» Exercise directions
Below is a listing. Quote from it, exactly, the lines from the one containing "out.push_str(&line);" down to the one containing "let next = first", both ends included, and nothing else.

» Data provided

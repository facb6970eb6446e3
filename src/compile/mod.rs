//! The graph compiler.
//!
//! `Compiler::compile` takes a module and the refs the caller wants realized,
//! and drives the pass pipeline: garbage collection, implicit linking (SSA
//! repair), SET application, constant folding, reification, validation,
//! forced convergence, scheduling, queue inference, partitioning, sync
//! lowering and linearization. The result stays inside the `Compiler` and is
//! what the executor walks.

use std::ops::Range;

use derivative::Derivative;
use fxhash::FxHashMap;
use slotmap::SecondaryMap;

use crate::access::access_to_usage;
use crate::access::DomainFlags;
use crate::error::{Error, Result};
use crate::ir::dump::GraphDumper;
use crate::ir::link::Links;
use crate::ir::{IRModule, NodeKey, NodeKind, Ref};
use crate::resource::ImageUsageFlags;
use crate::typedesc::TypeKind;

mod const_fold;
mod converge;
mod dedup;
mod expand;
mod link_building;
mod linearize;
mod reify;
mod sync;

use self::link_building::LinkBuilder;

/// One executable step of the final schedule.
#[derive(Copy, Clone, Debug)]
pub struct ScheduledItem {
    pub node: NodeKey,
    pub scheduled_domain: DomainFlags,
    /// Assigned at linearization, used by diagnostics to name results.
    pub naming_index: u32,
}

#[derive(Copy, Clone, Debug)]
pub struct LiveRange {
    pub def: Ref,
    pub undef: Ref,
}

#[derive(Derivative, Default)]
#[derivative(Debug)]
pub struct CompileCallbacks {
    /// Receives the Graphviz text when `dump_graph` is set (e.g. to launch a
    /// viewer).
    #[derivative(Debug = "ignore")]
    pub on_dump: Option<Box<dyn Fn(&str) + Send + Sync>>,
}

#[derive(Derivative, Default)]
#[derivative(Debug)]
pub struct RenderGraphCompileOptions {
    pub callbacks: CompileCallbacks,
    pub dump_graph: bool,
    pub graph_label: String,
}

#[derive(Default)]
pub struct Compiler {
    /// Ref-reachable nodes, in index order.
    pub(crate) nodes: Vec<NodeKey>,
    /// Tail nodes the caller asked for.
    pub(crate) ref_nodes: Vec<NodeKey>,
    pub(crate) links: Links,
    /// Chain heads.
    pub(crate) chains: Vec<Ref>,
    pub(crate) live_ranges: FxHashMap<Ref, LiveRange>,
    pub(crate) items: Vec<ScheduledItem>,
    pub(crate) scheduled: SecondaryMap<NodeKey, usize>,
    /// Linear schedule: indices into `items`.
    pub(crate) item_list: Vec<usize>,
    /// Queue-partitioned schedule: indices into `items`, transfer first,
    /// then compute, then graphics.
    pub(crate) partitioned: Vec<usize>,
    pub(crate) transfer_range: Range<usize>,
    pub(crate) compute_range: Range<usize>,
    pub(crate) graphics_range: Range<usize>,
    pub(crate) bound_attachments: FxHashMap<String, Ref>,
    pub(crate) bound_buffers: FxHashMap<String, Ref>,
    new_nodes: Vec<NodeKey>,
    set_nodes: Vec<NodeKey>,
}
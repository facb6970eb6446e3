//! Texel formats.

use bitflags::bitflags;

bitflags! {
    pub struct ImageAspectFlags: u32 {
        const COLOR = 0b001;
        const DEPTH = 0b010;
        const STENCIL = 0b100;
    }
}

/// Texel format of an image or attachment.
///
/// This is the subset of formats the compiler has to reason about (attachment
/// creation, aspect masks, clear encoding). Backends are free to support more.
#[derive(Copy, Clone, Debug, Eq, PartialEq, Hash)]
pub enum Format {
    Undefined,
    R8Unorm,
    R8g8Unorm,
    R8g8b8a8Unorm,
    R8g8b8a8Srgb,
    B8g8r8a8Unorm,
    B8g8r8a8Srgb,
    R16g16Sfloat,
    R16g16b16a16Sfloat,
    R32Uint,
    R32Sfloat,
    R32g32Sfloat,
    R32g32b32a32Sfloat,
    D16Unorm,
    D32Sfloat,
    D24UnormS8Uint,
    D32SfloatS8Uint,
}

impl Format {
    pub fn aspect(self) -> ImageAspectFlags {
        match self {
            Format::D16Unorm | Format::D32Sfloat => ImageAspectFlags::DEPTH,
            Format::D24UnormS8Uint | Format::D32SfloatS8Uint => {
                ImageAspectFlags::DEPTH | ImageAspectFlags::STENCIL
            }
            _ => ImageAspectFlags::COLOR,
        }
    }

    pub fn is_depth_or_stencil(self) -> bool {
        !self.aspect().intersects(ImageAspectFlags::COLOR)
    }

    /// Byte size of one texel block.
    pub fn block_size(self) -> usize {
        match self {
            Format::Undefined => 0,
            Format::R8Unorm => 1,
            Format::R8g8Unorm | Format::D16Unorm => 2,
            Format::R8g8b8a8Unorm
            | Format::R8g8b8a8Srgb
            | Format::B8g8r8a8Unorm
            | Format::B8g8r8a8Srgb
            | Format::R16g16Sfloat
            | Format::R32Uint
            | Format::R32Sfloat
            | Format::D32Sfloat
            | Format::D24UnormS8Uint => 4,
            Format::R16g16b16a16Sfloat | Format::R32g32Sfloat | Format::D32SfloatS8Uint => 8,
            Format::R32g32b32a32Sfloat => 16,
        }
    }
}

impl Default for Format {
    fn default() -> Format {
        Format::Undefined
    }
}
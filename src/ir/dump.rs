//! Graphviz .dot generator and textual IR listing.

use std::fmt::Write as _;

use fxhash::FxHashMap;

use crate::ir::{IRModule, NodeKey, NodeKind, Ref};

fn kind_color(kind: &NodeKind) -> &'static str {
    match kind {
        NodeKind::Constant { .. } | NodeKind::Placeholder => "gray25",
        NodeKind::Construct { .. } => "navyblue",
        NodeKind::Call { .. } => "darkgreen",
        NodeKind::Clear { .. } => "darkgreen",
        NodeKind::Acquire { .. }
        | NodeKind::AcquireNextImage { .. }
        | NodeKind::Import { .. } => "purple4",
        NodeKind::Release { .. } => "red4",
        NodeKind::Slice { .. } | NodeKind::Converge { .. } => "midnightblue",
        _ => "gray40",
    }
}

/// Accumulates one digraph with a cluster per compile milestone and writes
/// it out at the end.
pub struct GraphDumper {
    enabled: bool,
    label: String,
    out: String,
    clusters: usize,
}

impl GraphDumper {
    pub fn begin(enabled: bool, label: &str) -> GraphDumper {
        let mut out = String::new();
        if enabled {
            writeln!(out, "digraph G {{").unwrap();
            writeln!(
                out,
                "node [shape=box, style=filled, fontcolor=white, fontname=monospace];"
            )
            .unwrap();
            writeln!(out, "rankdir=LR;").unwrap();
        }
        GraphDumper {
            enabled,
            label: if label.is_empty() {
                "graph".to_owned()
            } else {
                label.to_owned()
            },
            out,
            clusters: 0,
        }
    }

    /// Dump a snapshot of the given nodes as one cluster.
    pub fn cluster(
        &mut self,
        name: &str,
        module: &IRModule,
        nodes: impl Iterator<Item = NodeKey>,
    ) {
        if !self.enabled {
            return;
        }
        let cluster = self.clusters;
        self.clusters += 1;
        writeln!(self.out, "subgraph cluster_{} {{", cluster).unwrap();
        writeln!(self.out, "label=\"{}\";", name).unwrap();

        let mut present: FxHashMap<NodeKey, u64> = FxHashMap::default();
        let nodes: Vec<NodeKey> = nodes.collect();
        for &key in &nodes {
            present.insert(key, module.node(key).index);
        }

        for &key in &nodes {
            let node = module.node(key);
            writeln!(
                self.out,
                "n{}_{} [fillcolor={}, label=\"{} (#{})\"];",
                cluster,
                node.index,
                kind_color(&node.kind),
                node.kind.name(),
                node.index
            )
            .unwrap();
        }
        for &key in &nodes {
            let node = module.node(key);
            let dst = node.index;
            node.kind.for_each_arg(|r: Ref| {
                if let Some(src) = present.get(&r.node) {
                    writeln!(self.out, "n{}_{} -> n{}_{};", cluster, src, cluster, dst).unwrap();
                }
            });
        }
        writeln!(self.out, "}}").unwrap();
    }

    /// Close the graph, write `<label>.dot`, and hand the text back.
    pub fn end(mut self) -> Option<String> {
        if !self.enabled {
            return None;
        }
        writeln!(self.out, "}}").unwrap();
        let path = format!("{}.dot", self.label);
        if let Err(e) = std::fs::write(&path, &self.out) {
            log::warn!("could not write graph dump to {}: {}", path, e);
        } else {
            log::info!("graph dumped to {}", path);
        }
        Some(self.out)
    }
}

//--------------------------------------------------------------------------------------------------

fn parm_to_string(
    module: &IRModule,
    naming: &FxHashMap<NodeKey, u32>,
    parm: Ref,
    msg: &mut String,
) {
    let node = module.node(parm.node);
    if let Some(debug) = &node.debug {
        if let Some(name) = debug.result_names.get(parm.index as usize) {
            if !name.is_empty() {
                write!(msg, "%{}", name).unwrap();
                return;
            }
        }
    }
    match &node.kind {
        NodeKind::Constant { value } => {
            if let Some(v) = value.as_u64() {
                write!(msg, "{}", v).unwrap();
            } else {
                write!(msg, "<mem>").unwrap();
            }
        }
        NodeKind::Placeholder => write!(msg, "?").unwrap(),
        kind => {
            if let Some(base) = naming.get(&parm.node) {
                write!(msg, "%{}_{}", kind.name(), base + parm.index).unwrap();
            } else {
                write!(msg, "%{}_#{}", kind.name(), node.index).unwrap();
            }
        }
    }
}

/// Textual listing of a linear schedule, one line per emitted node, operands
/// named by their naming index.
pub fn listing(module: &IRModule, schedule: &[(NodeKey, u32)]) -> String {
    let naming: FxHashMap<NodeKey, u32> = schedule.iter().copied().collect();
    let mut out = String::new();
    for (counter, &(key, base)) in schedule.iter().enumerate() {
        let node = module.node(key);
        let mut line = String::new();
        write!(line, "[{:#06x}] ", counter + 1).unwrap();
        write!(line, "%{}_{} = {}(", node.kind.name(), base, node.kind.name()).unwrap();
        let mut first = true;
        node.kind.for_each_arg(|r| {
            if !first {
                line.push_str(", ");
            }
            first = false;
            parm_to_string(module, &naming, r, &mut line);
        });
        line.push(')');
        out.push_str(&line);
        out.push('\n');
    }
    out
}
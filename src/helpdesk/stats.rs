//! Closing performance: whole days from creation to completion, averaged
//! per category and calendar month.

use anyhow::{Context, Result};
use chrono::{Datelike, Duration, Months, NaiveDate, NaiveDateTime, NaiveTime};
use serde::Serialize;

use crate::helpdesk::db::HelpdeskDb;
use crate::helpdesk::models::Ticket;

#[derive(Debug, Clone, PartialEq, Serialize)]
pub struct MonthPerformance {
    /// "May 2024"
    pub month: String,
    /// Average days to close, one entry per category in report order.
    /// Months without completed tickets report 0.
    pub averages: Vec<f64>,
}

#[derive(Debug, Clone, PartialEq, Serialize)]
pub struct PerformanceReport {
    pub categories: Vec<String>,
    pub months: Vec<MonthPerformance>,
}

/// Whole days the ticket took to close, `None` while it is open.
pub fn ticket_performance(ticket: &Ticket) -> Option<i64> {
    ticket
        .completed_at
        .map(|completed| (completed - ticket.created_at).num_days().abs())
}

/// Average closing time of tickets completed within `[from, to]`, or `None`
/// when there are none.
pub fn interval_performance(
    db: &HelpdeskDb,
    from: NaiveDateTime,
    to: NaiveDateTime,
    category_id: Option<i64>,
) -> Result<Option<f64>> {
    let rows = db.completed_between(from, to, category_id)?;
    if rows.is_empty() {
        return Ok(None);
    }
    let total: i64 = rows
        .iter()
        .map(|(created, completed)| (*completed - *created).num_days().abs())
        .sum();
    Ok(Some(total as f64 / rows.len() as f64))
}

fn round1(v: f64) -> f64 {
    (v * 10.0).round() / 10.0
}

/// First and last second of the month `back` months before `now`'s month.
fn month_bounds(now: NaiveDateTime, back: u32) -> Result<(NaiveDate, NaiveDateTime, NaiveDateTime)> {
    let first = NaiveDate::from_ymd_opt(now.year(), now.month(), 1)
        .and_then(|d| d.checked_sub_months(Months::new(back)))
        .context("Month out of range")?;
    let next = first
        .checked_add_months(Months::new(1))
        .context("Month out of range")?;
    let from = first.and_time(NaiveTime::MIN);
    let to = next.and_time(NaiveTime::MIN) - Duration::seconds(1);
    Ok((first, from, to))
}

/// Per-category averages for the current month and the `period` months
/// before it, oldest first.
pub fn monthly_performance(db: &HelpdeskDb, period: u32, now: NaiveDateTime) -> Result<PerformanceReport> {
    let categories = db.list_categories()?;
    let mut months = Vec::with_capacity(period as usize + 1);
    for back in (0..=period).rev() {
        let (first, from, to) = month_bounds(now, back)?;
        let mut averages = Vec::with_capacity(categories.len());
        for category in &categories {
            let avg = interval_performance(db, from, to, Some(category.id))?;
            averages.push(round1(avg.unwrap_or(0.0)));
        }
        months.push(MonthPerformance {
            month: first.format("%B %Y").to_string(),
            averages,
        });
    }
    Ok(PerformanceReport {
        categories: categories.into_iter().map(|c| c.name).collect(),
        months,
    })
}

#[cfg(test)]
mod tests {
    use super::*;
    use crate::helpdesk::db::fixtures::{draft, dt, fixture};
    use crate::helpdesk::models::TicketDraft;

    fn closed(d: &TicketDraft, completed: &str) -> TicketDraft {
        let mut d = d.clone();
        d.completed_at = Some(dt(completed));
        d
    }

    #[test]
    fn test_ticket_performance() -> Result<()> {
        let f = fixture();
        let base = draft(&f.owner, f.category.id, "Open");
        let open = f.db.create_ticket(&base, dt("2024-05-01 08:00:00"))?;
        assert_eq!(ticket_performance(&open), None);
        let done = f.db.create_ticket(
            &closed(&base, "2024-05-04 07:00:00"),
            dt("2024-05-01 08:00:00"),
        )?;
        // 2 days 23 hours
        assert_eq!(ticket_performance(&done), Some(2));
        Ok(())
    }

    #[test]
    fn test_interval_and_monthly() -> Result<()> {
        let f = fixture();
        let base = draft(&f.owner, f.category.id, "T");
        f.db.create_ticket(&closed(&base, "2024-05-03 08:00:00"), dt("2024-05-01 08:00:00"))?;
        f.db.create_ticket(&closed(&base, "2024-05-06 08:00:00"), dt("2024-05-01 08:00:00"))?;
        f.db.create_ticket(&closed(&base, "2024-04-11 08:00:00"), dt("2024-04-10 08:00:00"))?;

        let may = interval_performance(
            &f.db,
            dt("2024-05-01 00:00:00"),
            dt("2024-05-31 23:59:59"),
            Some(f.category.id),
        )?;
        assert_eq!(may, Some(3.5));
        assert_eq!(
            interval_performance(
                &f.db,
                dt("2024-05-01 00:00:00"),
                dt("2024-05-31 23:59:59"),
                Some(f.second_category.id)
            )?,
            None
        );

        let report = monthly_performance(&f.db, 2, dt("2024-05-20 12:00:00"))?;
        assert_eq!(report.categories, vec!["General", "Hardware"]);
        let labels: Vec<&str> = report.months.iter().map(|m| m.month.as_str()).collect();
        assert_eq!(labels, vec!["March 2024", "April 2024", "May 2024"]);
        assert_eq!(report.months[0].averages, vec![0.0, 0.0]);
        assert_eq!(report.months[1].averages, vec![1.0, 0.0]);
        assert_eq!(report.months[2].averages, vec![3.5, 0.0]);
        Ok(())
    }

    #[test]
    fn test_month_bounds_cross_year() -> Result<()> {
        let (first, from, to) = month_bounds(dt("2024-01-15 10:00:00"), 1)?;
        assert_eq!(first, NaiveDate::from_ymd_opt(2023, 12, 1).unwrap());
        assert_eq!(from, dt("2023-12-01 00:00:00"));
        assert_eq!(to, dt("2023-12-31 23:59:59"));
        Ok(())
    }
}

» Response area
        out.push_str(&line);
        out.push('\n');
    }
    out
}
filename src/helpdesk/stats.rs
//! Closing performance: whole days from creation to completion, averaged
//! per category and calendar month.

use anyhow::{Context, Result};
use chrono::{Datelike, Duration, Months, NaiveDate, NaiveDateTime, NaiveTime};
use serde::Serialize;

use crate::helpdesk::db::HelpdeskDb;
use crate::helpdesk::models::Ticket;

#[derive(Debug, Clone, PartialEq, Serialize)]
pub struct MonthPerformance {
    /// "May 2024"
    pub month: String,
    /// Average days to close, one entry per category in report order.
    /// Months without completed tickets report 0.
    pub averages: Vec<f64>,
}

#[derive(Debug, Clone, PartialEq, Serialize)]
pub struct PerformanceReport {
    pub categories: Vec<String>,
    pub months: Vec<MonthPerformance>,
}

/// Whole days the ticket took to close, `None` while it is open.
pub fn ticket_performance(ticket: &Ticket) -> Option<i64> {
    ticket
        .completed_at
        .map(|completed| (completed - ticket.created_at).num_days().abs())
}

/// Average closing time of tickets completed within `[from, to]`, or `None`
/// when there are none.
pub fn interval_performance(
    db: &HelpdeskDb,
    from: NaiveDateTime,
    to: NaiveDateTime,
    category_id: Option<i64>,
) -> Result<Option<f64>> {
    let rows = db.completed_between(from, to, category_id)?;
    if rows.is_empty() {
        return Ok(None);
    }
    let total: i64 = rows
        .iter()
        .map(|(created, completed)| (*completed - *created).num_days().abs())
        .sum();
    Ok(Some(total as f64 / rows.len() as f64))
}

fn round1(v: f64) -> f64 {
    (v * 10.0).round() / 10.0
}

/// First and last second of the month `back` months before `now`'s month.
fn month_bounds(now: NaiveDateTime, back: u32) -> Result<(NaiveDate, NaiveDateTime, NaiveDateTime)> {
    let first = NaiveDate::from_ymd_opt(now.year(), now.month(), 1)
        .and_then(|d| d.checked_sub_months(Months::new(back)))
        .context("Month out of range")?;
    let next = first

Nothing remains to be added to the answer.